==== Task data ====

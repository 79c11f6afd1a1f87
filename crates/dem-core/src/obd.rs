//! OBD global state: permanent memory switch, WWH-OBD activation mode and
//! driving cycle qualification

use std::sync::atomic::{AtomicBool, AtomicU8, Ordering};

use serde::{Deserialize, Serialize};
use tracing::info;

/// WWH-OBD activation mode of the malfunction indicator
#[derive(Debug, Clone, Copy, Default, PartialEq, Eq, PartialOrd, Ord, Serialize, Deserialize)]
#[serde(rename_all = "snake_case")]
#[repr(u8)]
pub enum ActivationMode {
    #[default]
    Mode1 = 1,
    Mode2 = 2,
    Mode3 = 3,
    /// Continuous MI: permanent DTCs are stored
    Mode4 = 4,
}

impl ActivationMode {
    fn from_u8(value: u8) -> Self {
        match value {
            2 => ActivationMode::Mode2,
            3 => ActivationMode::Mode3,
            4 => ActivationMode::Mode4,
            _ => ActivationMode::Mode1,
        }
    }
}

#[derive(Debug)]
pub struct ObdState {
    permanent_memory_enabled: AtomicBool,
    activation_mode: AtomicU8,
    dcy_qualified: AtomicBool,
}

impl Default for ObdState {
    fn default() -> Self {
        Self {
            permanent_memory_enabled: AtomicBool::new(true),
            activation_mode: AtomicU8::new(ActivationMode::Mode1 as u8),
            dcy_qualified: AtomicBool::new(false),
        }
    }
}

impl ObdState {
    pub fn new() -> Self {
        Self::default()
    }

    /// Global permanent memory switch (legacy OBD)
    pub fn permanent_memory_enabled(&self) -> bool {
        self.permanent_memory_enabled.load(Ordering::Acquire)
    }

    pub fn set_permanent_memory_enabled(&self, enabled: bool) {
        if self.permanent_memory_enabled.swap(enabled, Ordering::AcqRel) != enabled {
            info!(enabled, "Permanent memory switched");
        }
    }

    pub fn activation_mode(&self) -> ActivationMode {
        ActivationMode::from_u8(self.activation_mode.load(Ordering::Acquire))
    }

    pub fn set_activation_mode(&self, mode: ActivationMode) {
        let previous = self.activation_mode.swap(mode as u8, Ordering::AcqRel);
        if previous != mode as u8 {
            info!(mode = ?mode, "Activation mode changed");
        }
    }

    /// WWH-OBD gate for permanent storage
    pub fn is_mode4_active(&self) -> bool {
        self.activation_mode() == ActivationMode::Mode4
    }

    pub fn is_dcy_qualified(&self) -> bool {
        self.dcy_qualified.load(Ordering::Acquire)
    }

    /// Mark the driving cycle qualified; returns false if it already was
    pub fn qualify_dcy(&self) -> bool {
        !self.dcy_qualified.swap(true, Ordering::AcqRel)
    }

    /// Driving cycle ended; the next one starts unqualified
    pub fn end_dcy(&self) -> bool {
        self.dcy_qualified.swap(false, Ordering::AcqRel)
    }
}
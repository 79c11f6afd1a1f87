//! Scenario files
//!
//! A scenario is an ordered list of steps replayed against one event
//! manager instance:
//!
//! ```toml
//! name = "misfire confirms"
//!
//! [[steps]]
//! action = "fail"
//! event = 4
//!
//! [[steps]]
//! action = "restart_cycle"
//! cycle = 1
//! times = 3
//! ```

use std::path::Path;

use anyhow::{anyhow, Context, Result};
use dem_core::{ActivationMode, Dem, DtcSelection, DtrValue, EventId, MonitorStatus};
use serde::{Deserialize, Serialize};
use tracing::{debug, info};

#[derive(Debug, Clone, Default, Serialize, Deserialize)]
pub struct Scenario {
    #[serde(default)]
    pub name: String,

    #[serde(default)]
    pub steps: Vec<Step>,
}

impl Scenario {
    /// Load a scenario from a TOML file
    pub fn load(path: impl AsRef<Path>) -> Result<Self> {
        let path = path.as_ref();
        let content = std::fs::read_to_string(path)
            .with_context(|| format!("Failed to read scenario {}", path.display()))?;
        Self::from_toml(&content)
    }

    pub fn from_toml(content: &str) -> Result<Self> {
        toml::from_str(content).map_err(|e| anyhow!("Invalid scenario: {}", e))
    }
}

/// One scenario action
#[derive(Debug, Clone, PartialEq, Serialize, Deserialize)]
#[serde(tag = "action", rename_all = "snake_case")]
pub enum Step {
    /// Qualified failed result
    Fail { event: u16 },
    /// Qualified passed result
    Pass { event: u16 },
    /// Fault detection counter from a debouncing monitor
    Fdc { event: u16, value: i8 },
    RestartCycle {
        cycle: u8,
        #[serde(default = "default_times")]
        times: u16,
    },
    /// Clear everything, one DTC (hex) or one memory
    Clear {
        #[serde(default)]
        dtc: Option<String>,
        #[serde(default)]
        memory: Option<String>,
    },
    Available { event: u16, available: bool },
    Suppress { event: u16, suppressed: bool },
    QualifyDcy,
    PermanentMemory { enabled: bool },
    ActivationMode { mode: ActivationMode },
    Dtr {
        id: u16,
        value: i32,
        lower: i32,
        upper: i32,
    },
    MainFunction,
}

fn default_times() -> u16 {
    1
}

impl Step {
    fn apply(&self, dem: &Dem) -> Result<()> {
        match self {
            Step::Fail { event } => dem.set_event_status(EventId(*event), MonitorStatus::Failed)?,
            Step::Pass { event } => dem.set_event_status(EventId(*event), MonitorStatus::Passed)?,
            Step::Fdc { event, value } => {
                dem.report_fault_detection_counter(EventId(*event), *value)?
            }
            Step::RestartCycle { cycle, times } => {
                for _ in 0..*times {
                    dem.restart_operation_cycle(*cycle)?;
                }
            }
            Step::Clear { dtc, memory } => {
                let selection = selection(dtc.as_deref(), memory.as_deref())?;
                let cleared = dem.clear_dtc(&selection)?;
                info!(selection = ?selection, cleared, "Cleared diagnostic information");
            }
            Step::Available { event, available } => {
                dem.set_event_available(EventId(*event), *available)?
            }
            Step::Suppress { event, suppressed } => {
                dem.set_dtc_suppressed(EventId(*event), *suppressed)?
            }
            Step::QualifyDcy => dem.qualify_driving_cycle()?,
            Step::PermanentMemory { enabled } => dem.set_permanent_memory_enabled(*enabled),
            Step::ActivationMode { mode } => dem.set_activation_mode(*mode),
            Step::Dtr {
                id,
                value,
                lower,
                upper,
            } => dem.report_dtr(
                *id,
                DtrValue {
                    test_value: *value,
                    lower_limit: *lower,
                    upper_limit: *upper,
                },
            )?,
            Step::MainFunction => dem.main_function(),
        }
        Ok(())
    }
}

fn selection(dtc: Option<&str>, memory: Option<&str>) -> Result<DtcSelection> {
    match (dtc, memory) {
        (None, None) => Ok(DtcSelection::All),
        (Some(dtc), None) => Ok(DtcSelection::Dtc(parse_dtc(dtc)?)),
        (None, Some(memory)) => Ok(DtcSelection::Memory(memory.to_string())),
        (Some(_), Some(_)) => Err(anyhow!("clear takes either dtc or memory, not both")),
    }
}

/// Parse a DTC given as hex, with or without `0x` prefix
fn parse_dtc(s: &str) -> Result<u32> {
    let s = s.trim_start_matches("0x").trim_start_matches("0X");
    u32::from_str_radix(s, 16).map_err(|e| anyhow!("Invalid DTC '{}': {}", s, e))
}

/// Replay every step; returns the number of steps applied
pub fn run(dem: &Dem, scenario: &Scenario) -> Result<usize> {
    info!(name = %scenario.name, steps = scenario.steps.len(), "Running scenario");
    for (index, step) in scenario.steps.iter().enumerate() {
        debug!(step = index + 1, ?step, "Applying step");
        step.apply(dem)
            .with_context(|| format!("step {} ({:?}) failed", index + 1, step))?;
    }
    Ok(scenario.steps.len())
}
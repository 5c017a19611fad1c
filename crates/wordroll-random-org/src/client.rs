//! random.org JSON-RPC client for the `generateIntegers` method.

use secrecy::{ExposeSecret, SecretString};

use crate::error::RandomOrgError;
use crate::types::{
    GenerateIntegersParams, GenerateIntegersResult, RandomOrgConfig, RpcRequest, RpcResponse,
    REQUEST_ID,
};

/// HTTP client for the random.org JSON-RPC API.
#[derive(Debug, Clone)]
pub struct RandomOrgClient {
    /// Client configuration.
    config: RandomOrgConfig,
    /// Underlying HTTP client, carrying the request timeout.
    client: reqwest::Client,
}

impl RandomOrgClient {
    /// Create a client with the given configuration.
    ///
    /// # Errors
    ///
    /// Returns [`RandomOrgError::Http`] if the HTTP client cannot be built
    /// (TLS backend initialisation failure).
    pub fn new(config: RandomOrgConfig) -> Result<Self, RandomOrgError> {
        let client = reqwest::Client::builder().timeout(config.timeout).build()?;
        Ok(Self { config, client })
    }

    /// Request `n` integers uniformly drawn from `min..=max` with replacement.
    ///
    /// The returned integers are in service order and are checked against
    /// the requested count and range.
    ///
    /// # Errors
    ///
    /// Any transport failure, timeout, non-2xx status, JSON-RPC error,
    /// malformed body, wrong count or out-of-range value.
    pub async fn generate_integers(
        &self,
        api_key: &SecretString,
        n: usize,
        min: u16,
        max: u16,
    ) -> Result<Vec<u16>, RandomOrgError> {
        let body = RpcRequest {
            jsonrpc: "2.0",
            method: "generateIntegers",
            params: GenerateIntegersParams {
                api_key: api_key.expose_secret(),
                n,
                min,
                max,
                replacement: true,
            },
            id: REQUEST_ID,
        };

        let resp = self
            .client
            .post(&self.config.endpoint)
            .json(&body)
            .send()
            .await
            .map_err(RandomOrgError::from_transport)?;

        let status = resp.status();
        if !status.is_success() {
            return Err(RandomOrgError::Status {
                status_code: status.as_u16(),
            });
        }

        let bytes = resp.bytes().await.map_err(RandomOrgError::from_transport)?;
        let parsed: RpcResponse<GenerateIntegersResult> = serde_json::from_slice(&bytes)
            .map_err(|e| RandomOrgError::MalformedResponse(e.to_string()))?;

        if let Some(err) = parsed.error {
            return Err(RandomOrgError::Rpc {
                code: err.code,
                message: err.message,
            });
        }
        let result = parsed
            .result
            .ok_or_else(|| RandomOrgError::MalformedResponse("missing `result`".to_string()))?;

        tracing::debug!(
            bits_used = ?result.bits_used,
            requests_left = ?result.requests_left,
            bits_left = ?result.bits_left,
            advisory_delay_ms = ?result.advisory_delay,
            "random.org quota"
        );

        check_integers(result.random.data, n, min, max)
    }
}

/// Narrow service output to `u16`, enforcing count and range.
fn check_integers(
    data: Vec<i64>,
    expected: usize,
    min: u16,
    max: u16,
) -> Result<Vec<u16>, RandomOrgError> {
    if data.len() != expected {
        return Err(RandomOrgError::CountMismatch {
            expected,
            got: data.len(),
        });
    }
    data.into_iter()
        .map(|value| {
            u16::try_from(value)
                .ok()
                .filter(|v| (min..=max).contains(v))
                .ok_or(RandomOrgError::OutOfRange { value, min, max })
        })
        .collect()
}
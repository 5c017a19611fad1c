//! Local CSPRNG random source.
//!
//! Each number is drawn from 16 bits of `OsRng` output and reduced modulo
//! [`LOCAL_MODULUS`]. Because 65536 is not a multiple of 7776 the first
//! 3328 indices are hit 9 times per 65536 draws instead of 8. That bias is
//! accepted; no rejection sampling is done.

use rand::rngs::OsRng;
use rand::RngCore;
use zeroize::Zeroize;

use crate::error::PassphraseError;
use crate::wordlist::WORDLIST_SIZE;

/// Modulus applied to each 16-bit draw; covers every index `0..=7775`.
#[allow(clippy::cast_possible_truncation)]
pub const LOCAL_MODULUS: u16 = WORDLIST_SIZE as u16;

/// Synchronous random source backed by the operating system CSPRNG.
#[derive(Debug, Default, Clone, Copy, PartialEq, Eq)]
pub struct LocalSource;

impl LocalSource {
    /// Produce `count` indices in `0..=7775`.
    ///
    /// # Errors
    ///
    /// Returns [`PassphraseError::SourceUnavailable`] if the OS generator
    /// fails. No partial output is returned.
    pub fn produce(self, count: usize) -> Result<Vec<u16>, PassphraseError> {
        let len = count.checked_mul(2).ok_or_else(|| {
            PassphraseError::SourceUnavailable(format!("cannot draw {count} numbers"))
        })?;
        let mut bytes = vec![0u8; len];
        OsRng
            .try_fill_bytes(&mut bytes)
            .map_err(|e| PassphraseError::SourceUnavailable(format!("CSPRNG fill failed: {e}")))?;

        let numbers: Vec<u16> = bytes
            .chunks_exact(2)
            .map(|pair| u16::from_le_bytes([pair[0], pair[1]]) % LOCAL_MODULUS)
            .collect();
        bytes.zeroize();
        Ok(numbers)
    }
}

#[cfg(test)]
mod tests {
    use super::*;
    use crate::convert::MAX_INDEX;

    #[test]
    fn produces_requested_count() {
        for count in [0, 1, 6, 1000] {
            assert_eq!(LocalSource.produce(count).unwrap().len(), count);
        }
    }

    #[test]
    fn values_in_range() {
        let numbers = LocalSource.produce(10_000).unwrap();
        assert!(numbers.iter().all(|&n| n <= MAX_INDEX));
    }

    #[test]
    fn modulus_reaches_last_index() {
        assert_eq!(u16::MAX % LOCAL_MODULUS, 3327);
        assert_eq!(LOCAL_MODULUS - 1, MAX_INDEX);
    }

    #[test]
    fn consecutive_draws_differ() {
        let a = LocalSource.produce(32).unwrap();
        let b = LocalSource.produce(32).unwrap();
        assert_ne!(a, b, "two 32-number draws collided");
    }
}
//! Tracing setup: stdout plus an optional daily rolling file.

use std::path::Path;

use tracing_appender::non_blocking::WorkerGuard;
use tracing_subscriber::layer::SubscriberExt;
use tracing_subscriber::util::SubscriberInitExt;
use tracing_subscriber::{fmt, EnvFilter};

use crate::error::StartupError;

/// File name prefix for rolling log files.
const LOG_FILE_PREFIX: &str = "wordroll.log";

/// Install the global subscriber.
///
/// The returned guard flushes the file writer on drop; hold it for the
/// lifetime of the process.
///
/// # Errors
///
/// Returns [`StartupError::Logging`] if `filter` is not a valid directive
/// or a global subscriber is already installed.
pub fn init(filter: &str, log_dir: Option<&Path>) -> Result<Option<WorkerGuard>, StartupError> {
    let filter = EnvFilter::try_new(filter).map_err(|e| StartupError::Logging(e.to_string()))?;

    let (file_layer, guard) = match log_dir {
        Some(dir) => {
            let appender = tracing_appender::rolling::daily(dir, LOG_FILE_PREFIX);
            let (writer, guard) = tracing_appender::non_blocking(appender);
            let layer = fmt::layer().with_ansi(false).with_writer(writer);
            (Some(layer), Some(guard))
        }
        None => (None, None),
    };

    tracing_subscriber::registry()
        .with(filter)
        .with(fmt::layer())
        .with(file_layer)
        .try_init()
        .map_err(|e| StartupError::Logging(e.to_string()))?;

    Ok(guard)
}

#[cfg(test)]
mod tests {
    use super::*;

    #[test]
    fn invalid_filter_rejected() {
        let err = init("wordroll=notalevel", None).unwrap_err();
        assert!(matches!(err, StartupError::Logging(_)));
    }
}
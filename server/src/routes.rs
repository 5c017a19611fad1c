//! HTTP routes.
//!
//! Every passphrase endpoint answers `200 text/plain` with the passphrase,
//! or an error status with a plain-text message. Generated values are never
//! logged.

use axum::extract::{Path, State};
use axum::routing::get;
use axum::Router;
use wordroll_core::{parse_count, DEFAULT_WORD_COUNT};

use crate::error::ApiError;
use crate::generator::{PassphraseGenerator, RandomSource};
use crate::state::AppState;

/// Usage text served at `/`.
const USAGE: &str = "\
wordroll - diceware passphrases

GET /api/random                        6 words from the local CSPRNG
GET /api/random/{count}                {count} words (1-1000) from the local CSPRNG
GET /api/random/{count}/token/{token}  {count} words from random.org using API key {token}

Words are joined with '-'. Counts are sanitized: negatives use their
absolute value, fractions are floored, values above 1000 are capped and
0 or non-numeric input means 6.
";

/// Build the application router.
pub fn router(state: AppState) -> Router {
    Router::new()
        .route("/", get(usage))
        .route("/healthz", get(health))
        .route("/api/random", get(random_default))
        .route("/api/random/{count}", get(random_count))
        .route("/api/random/{count}/token", get(random_count))
        .route("/api/random/{count}/token/{token}", get(random_with_token))
        .with_state(state)
}

async fn usage() -> &'static str {
    USAGE
}

async fn health() -> &'static str {
    "ok"
}

async fn random_default(State(state): State<AppState>) -> Result<String, ApiError> {
    roll(&state, DEFAULT_WORD_COUNT, None).await
}

async fn random_count(
    State(state): State<AppState>,
    Path(count): Path<String>,
) -> Result<String, ApiError> {
    roll(&state, parse_count(&count), None).await
}

async fn random_with_token(
    State(state): State<AppState>,
    Path((count, token)): Path<(String, String)>,
) -> Result<String, ApiError> {
    roll(&state, parse_count(&count), Some(&token)).await
}

async fn roll(state: &AppState, count: usize, token: Option<&str>) -> Result<String, ApiError> {
    let source = RandomSource::select(token, &state.random_org);
    PassphraseGenerator::new(&state.wordlist)
        .generate(count, &source)
        .await
}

====

## Work item
Please transcribe exactly the line containing "let source = RandomSource::select(token, &state.random_org);" and every line after it to the end of the data, and no other lines.

## Exercise solution
    let source = RandomSource::select(token, &state.random_org);
    PassphraseGenerator::new(&state.wordlist)
        .generate(count, &source)
        .await
}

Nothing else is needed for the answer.